Even after a day of catching monster brown trout, Matthew Eldridge said that the trip was incomplete without catching a smallmouth. On the way home, we made a side trip to Rush Recreation Area on the Buffalo National River. When we arrived in the area Sunday, the tributaries were so high that the road into Rush was impassable. On Tuesday, the feeders were back within their banks, and the road was fine.

Our first stop was at the mouth of Rush Creek, which is to the right of the boat access at Rush Landing. The water was dark emerald green and clear, ending abruptly at the mud line of the surging Buffalo. Fishing from the top of a hill above the creek, Matthew Eldridge caught two chunky smallmouth bass from behind a tangle of brush that had piled up in the hole.

I waded into the knee-deep water at the confluence and fished the mudline with a Texas-rigged Zoom Mini-Lizard in green pumpkin red flake. I caught three in that spot. I also got one bite just inside the dirty side of the mudline. It was a sharp thump, but I waited about a second too long to set the hook. The fish spit out the lure and did not not bite again. When that happens, it is usually a big fish.

Matthew Eldridge joined me at the confluence and caught four more little smallmouths before the bite went dry.

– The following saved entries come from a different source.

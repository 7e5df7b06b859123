use std::path::{Path, PathBuf};

use notify::event::{CreateKind, ModifyKind, RenameMode};
use notify::{Event, EventKind, RecommendedWatcher, RecursiveMode, Watcher};
use tokio::sync::mpsc;

use crate::error::Result;
use crate::filter::FileFilter;

/// Non-recursive watch on the screenshot folder. Dropping it stops the watch.
pub struct DirectoryWatcher {
    _watcher: RecommendedWatcher,
}

impl DirectoryWatcher {
    /// Forwards every accepted path to `candidates`, in arrival order.
    pub fn start(
        directory: &Path,
        filter: FileFilter,
        candidates: mpsc::UnboundedSender<PathBuf>,
    ) -> Result<Self> {
        let mut watcher = notify::recommended_watcher(move |res: notify::Result<Event>| match res {
            Ok(event) => {
                tracing::debug!("Raw file event received: {:?}", event);
                if let Some(path) = accepted_path(&event, &filter) {
                    if let Err(e) = candidates.send(path) {
                        tracing::error!("Failed to queue file event: {}", e);
                    }
                }
            }
            Err(e) => tracing::error!("Watch error: {}", e),
        })?;

        watcher.watch(directory, RecursiveMode::NonRecursive)?;
        tracing::info!("👀 Started watching folder: {}", directory.display());

        Ok(Self { _watcher: watcher })
    }
}

/// Where a qualifying event's file now lives, plus the label used in logs.
fn event_target(event: &Event) -> Option<(&Path, &'static str)> {
    match event.kind {
        EventKind::Create(CreateKind::Folder) => None,
        EventKind::Create(_) => event.paths.first().map(|p| (p.as_path(), "created")),
        EventKind::Modify(ModifyKind::Name(RenameMode::To)) => {
            event.paths.first().map(|p| (p.as_path(), "moved"))
        }
        // Backends that pair renames also emit the `To` half; taking only that
        // one keeps a rename inside the folder to a single dispatch.
        EventKind::Modify(ModifyKind::Name(RenameMode::Both)) => None,
        // Backends that do not pair renames report each side separately.
        EventKind::Modify(ModifyKind::Name(RenameMode::Any)) => event
            .paths
            .first()
            .filter(|p| p.exists())
            .map(|p| (p.as_path(), "moved")),
        _ => None,
    }
}

pub(crate) fn accepted_path(event: &Event, filter: &FileFilter) -> Option<PathBuf> {
    let (path, label) = event_target(event)?;

    if path.is_dir() || !filter.has_supported_format(path) {
        return None;
    }
    if filter.is_temporary(path) {
        tracing::info!("Ignoring temporary file ({}): {}", label, path.display());
        return None;
    }

    tracing::info!("📸 New screenshot detected ({}): {}", label, path.display());
    Some(path.to_path_buf())
}

#[cfg(test)]
mod tests {
    use super::*;
    use notify::event::{DataChange, RemoveKind};

    fn filter() -> FileFilter {
        FileFilter::new(vec![".png".into()], vec![".".into()], vec![".tmp".into()])
    }

    fn event(kind: EventKind, paths: &[&str]) -> Event {
        paths
            .iter()
            .fold(Event::new(kind), |event, p| event.add_path(PathBuf::from(p)))
    }

    #[test]
    fn accepts_created_screenshot() {
        let e = event(EventKind::Create(CreateKind::File), &["/shots/a.PNG"]);
        assert_eq!(accepted_path(&e, &filter()), Some(PathBuf::from("/shots/a.PNG")));
    }

    #[test]
    fn accepts_rename_destination_once() {
        let to = event(EventKind::Modify(ModifyKind::Name(RenameMode::To)), &["/shots/b.png"]);
        assert_eq!(accepted_path(&to, &filter()), Some(PathBuf::from("/shots/b.png")));

        let both = event(
            EventKind::Modify(ModifyKind::Name(RenameMode::Both)),
            &["/shots/.a.png.tmp", "/shots/a.png"],
        );
        assert_eq!(accepted_path(&both, &filter()), None);
    }

    #[tokio::test]
    async fn rename_inside_folder_queues_one_path() {
        let dir = tempfile::TempDir::new().unwrap();
        let draft = dir.path().join("draft.bin");
        std::fs::write(&draft, b"pixels").unwrap();

        let (tx, mut rx) = mpsc::unbounded_channel();
        let _watcher = DirectoryWatcher::start(dir.path(), filter(), tx).unwrap();
        tokio::time::sleep(std::time::Duration::from_millis(200)).await;

        let shot = dir.path().join("shot.png");
        std::fs::rename(&draft, &shot).unwrap();
        tokio::time::sleep(std::time::Duration::from_millis(700)).await;

        let mut queued = Vec::new();
        while let Ok(path) = rx.try_recv() {
            queued.push(path);
        }
        assert_eq!(queued.len(), 1, "queued: {:?}", queued);
        assert_eq!(queued[0].file_name(), shot.file_name());
    }

    #[test]
    fn rejects_temporary_and_foreign_files() {
        let temp = event(EventKind::Create(CreateKind::File), &["/shots/.tmp_shot.png"]);
        assert_eq!(accepted_path(&temp, &filter()), None);

        let log = event(EventKind::Create(CreateKind::File), &["/shots/screenshot.log"]);
        assert_eq!(accepted_path(&log, &filter()), None);
    }

    #[test]
    fn ignores_writes_removals_and_folders() {
        let write = event(
            EventKind::Modify(ModifyKind::Data(DataChange::Content)),
            &["/shots/a.png"],
        );
        assert_eq!(accepted_path(&write, &filter()), None);

        let removed = event(EventKind::Remove(RemoveKind::File), &["/shots/a.png"]);
        assert_eq!(accepted_path(&removed, &filter()), None);

        let folder = event(EventKind::Create(CreateKind::Folder), &["/shots/dir.png"]);
        assert_eq!(accepted_path(&folder, &filter()), None);
    }
}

About that time, two local guys with a boat arrived. They said they love fishing the feeder creeks from a boat at flood stage because it's the best way to catch monster smallmouths with minnows. They were meat hunters, and though we wished them success, we didn't mean it.

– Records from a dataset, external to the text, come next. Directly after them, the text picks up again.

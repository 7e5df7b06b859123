use std::path::Path;
use std::time::Duration;

use reqwest::header::CONTENT_TYPE;
use reqwest::{Client, Response};

use crate::config::DriveSettings;
use crate::constants::{DRIVE_FOLDER_MIME, DRIVE_UPLOAD_MIME};
use crate::error::{AppError, Result};
use crate::models::{DriveFile, DriveFileList, DriveFileMetadata, DrivePermission, RemoteImage};
use crate::services::auth::Authenticator;

/// Thin client over the Drive v3 REST endpoints this tool needs.
#[derive(Debug, Clone)]
pub struct DriveClient {
    http: Client,
    api_base: String,
    upload_base: String,
}

impl DriveClient {
    pub fn new(http: Client, api_base: &str, upload_base: &str) -> Self {
        Self {
            http,
            api_base: api_base.trim_end_matches('/').to_string(),
            upload_base: upload_base.trim_end_matches('/').to_string(),
        }
    }

    /// Looks up a non-trashed folder by exact name, creating it when absent.
    pub async fn find_or_create_folder(&self, token: &str, folder_name: &str) -> Result<String> {
        let query = format!(
            "name='{}' and mimeType='{}' and trashed=false",
            escape_query(folder_name),
            DRIVE_FOLDER_MIME
        );
        let request = self
            .http
            .get(format!("{}/drive/v3/files", self.api_base))
            .query(&[("q", query.as_str()), ("fields", "files(id, name)"), ("spaces", "drive")]);
        let response = request.bearer_auth(token).send().await?;
        let list: DriveFileList = Self::expect_success("folder lookup", response)
            .await?
            .json()
            .await?;

        if let Some(folder) = list.files.into_iter().next() {
            tracing::debug!("Found Drive folder {} ({})", folder_name, folder.id);
            return Ok(folder.id);
        }

        let metadata = DriveFileMetadata {
            name: folder_name,
            mime_type: Some(DRIVE_FOLDER_MIME),
            parents: vec![],
        };
        let request = self
            .http
            .post(format!("{}/drive/v3/files", self.api_base))
            .query(&[("fields", "id")])
            .json(&metadata);
        let response = request.bearer_auth(token).send().await?;
        let folder: DriveFile = Self::expect_success("folder create", response)
            .await?
            .json()
            .await?;

        tracing::info!("Created Drive folder {} ({})", folder_name, folder.id);
        Ok(folder.id)
    }

    /// Uploads `path` under its base name into `folder_id`, always typed image/jpeg.
    pub async fn upload_file(&self, token: &str, path: &Path, folder_id: &str) -> Result<String> {
        let file_name = path
            .file_name()
            .map(|n| n.to_string_lossy().into_owned())
            .unwrap_or_else(|| "screenshot".to_string());
        let bytes = tokio::fs::read(path).await?;

        let metadata = DriveFileMetadata {
            name: &file_name,
            mime_type: None,
            parents: vec![folder_id],
        };
        let boundary = format!("shotlens-{}", uuid::Uuid::new_v4().simple());
        let metadata = serde_json::to_vec(&metadata)?;
        let body = related_body(&boundary, &metadata, DRIVE_UPLOAD_MIME, &bytes);

        let request = self
            .http
            .post(format!("{}/upload/drive/v3/files", self.upload_base))
            .query(&[("uploadType", "multipart"), ("fields", "id")])
            .header(CONTENT_TYPE, format!("multipart/related; boundary={}", boundary))
            .body(body);
        let response = request.bearer_auth(token).send().await?;
        let file: DriveFile = Self::expect_success("file upload", response)
            .await?
            .json()
            .await?;

        Ok(file.id)
    }

    /// Anyone with the link may read.
    pub async fn grant_public_read(&self, token: &str, file_id: &str) -> Result<()> {
        let permission = DrivePermission {
            role: "reader",
            kind: "anyone",
        };
        let request = self
            .http
            .post(format!("{}/drive/v3/files/{}/permissions", self.api_base, file_id))
            .json(&permission);
        Self::expect_success("permission create", request.bearer_auth(token).send().await?).await?;
        Ok(())
    }

    pub async fn delete_file(&self, token: &str, file_id: &str) -> Result<()> {
        let request = self
            .http
            .delete(format!("{}/drive/v3/files/{}", self.api_base, file_id));
        Self::expect_success("file delete", request.bearer_auth(token).send().await?).await?;
        Ok(())
    }

    async fn expect_success(action: &'static str, response: Response) -> Result<Response> {
        let status = response.status();
        if status.is_success() {
            return Ok(response);
        }
        let body = response.text().await.unwrap_or_default();
        tracing::debug!("Drive {} failed: {}", action, body);
        Err(AppError::UnexpectedStatus {
            service: "Google Drive",
            status,
            body,
        })
    }
}

/// Direct-download style link for a shared file.
pub fn public_url(file_id: &str) -> String {
    format!("https://drive.google.com/uc?id={}", file_id)
}

fn escape_query(value: &str) -> String {
    value.replace('\\', "\\\\").replace('\'', "\\'")
}

fn related_body(boundary: &str, metadata: &[u8], media_type: &str, media: &[u8]) -> Vec<u8> {
    let mut body = Vec::with_capacity(media.len() + metadata.len() + 256);
    let metadata_head = format!(
        "--{}\r\nContent-Type: application/json; charset=UTF-8\r\n\r\n",
        boundary
    );
    let media_head = format!("\r\n--{}\r\nContent-Type: {}\r\n\r\n", boundary, media_type);
    body.extend_from_slice(metadata_head.as_bytes());
    body.extend_from_slice(metadata);
    body.extend_from_slice(media_head.as_bytes());
    body.extend_from_slice(media);
    body.extend_from_slice(format!("\r\n--{}--\r\n", boundary).as_bytes());
    body
}

/// Drive backend: authorize, ensure the folder, upload, share.
#[derive(Debug)]
pub struct DriveTarget {
    client: DriveClient,
    auth: Authenticator,
    folder_name: String,
    delete_wait: Duration,
}

impl DriveTarget {
    pub fn new(http: Client, settings: &DriveSettings, delete_wait: Duration) -> Self {
        Self {
            client: DriveClient::new(
                http.clone(),
                &settings.api_base_url,
                &settings.upload_base_url,
            ),
            auth: Authenticator::new(http, settings),
            folder_name: settings.folder_name.clone(),
            delete_wait,
        }
    }

    pub async fn upload(&self, path: &Path) -> Result<RemoteImage> {
        let token = self.auth.access_token().await?;
        let folder_id = self.client.find_or_create_folder(&token, &self.folder_name).await?;

        tracing::info!("Uploading image to Google Drive folder: {}...", self.folder_name);
        let file_id = self.client.upload_file(&token, path, &folder_id).await?;
        self.client.grant_public_read(&token, &file_id).await?;

        let url = public_url(&file_id);
        tracing::info!("Google Drive Public URL: {}", url);
        Ok(RemoteImage {
            url,
            remote_id: Some(file_id),
        })
    }

    pub async fn delete(&self, file_id: &str) -> Result<()> {
        tracing::info!("Deleting file from Google Drive: {}", file_id);
        let token = self.auth.access_token().await?;
        self.client.delete_file(&token, file_id).await?;
        tracing::info!("Deleted file from Google Drive: {}", file_id);
        Ok(())
    }

    pub fn delete_wait(&self) -> Duration {
        self.delete_wait
    }
}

After they left to go downstream, a husband and wife from White Hall showed up to fish with minnows from the bank. After we compared all our "who-begat-whoms," we learned that we know a lot of people in common, including Tony Williams, pastor of Glen Rose Missionary Baptist Church. A chance meeting quickly became "Old Home Week."

Our next stop was Clabber Creek, which flows into the Buffalo downstream from Rush Creek. We hiked through thick woods to a series of high pools, the best of which contained a veritable shooting gallery of bass-rich targets. A deep run plunged into a deep hole. The current diverted to the left past a bluff, and to the right into a violent eddy around a big rock that settled into a deep, clear, gravel-bottom trough. Matthew Eldridge caught four smallmouths and two Ozark bass at the end of the pool, and I caught one big smallmouth from behind the big eddy rock.

It was a simple, unadorned kind of fishing in the kind of places most people ignore or disregard. Their smallmouths made the trip complete.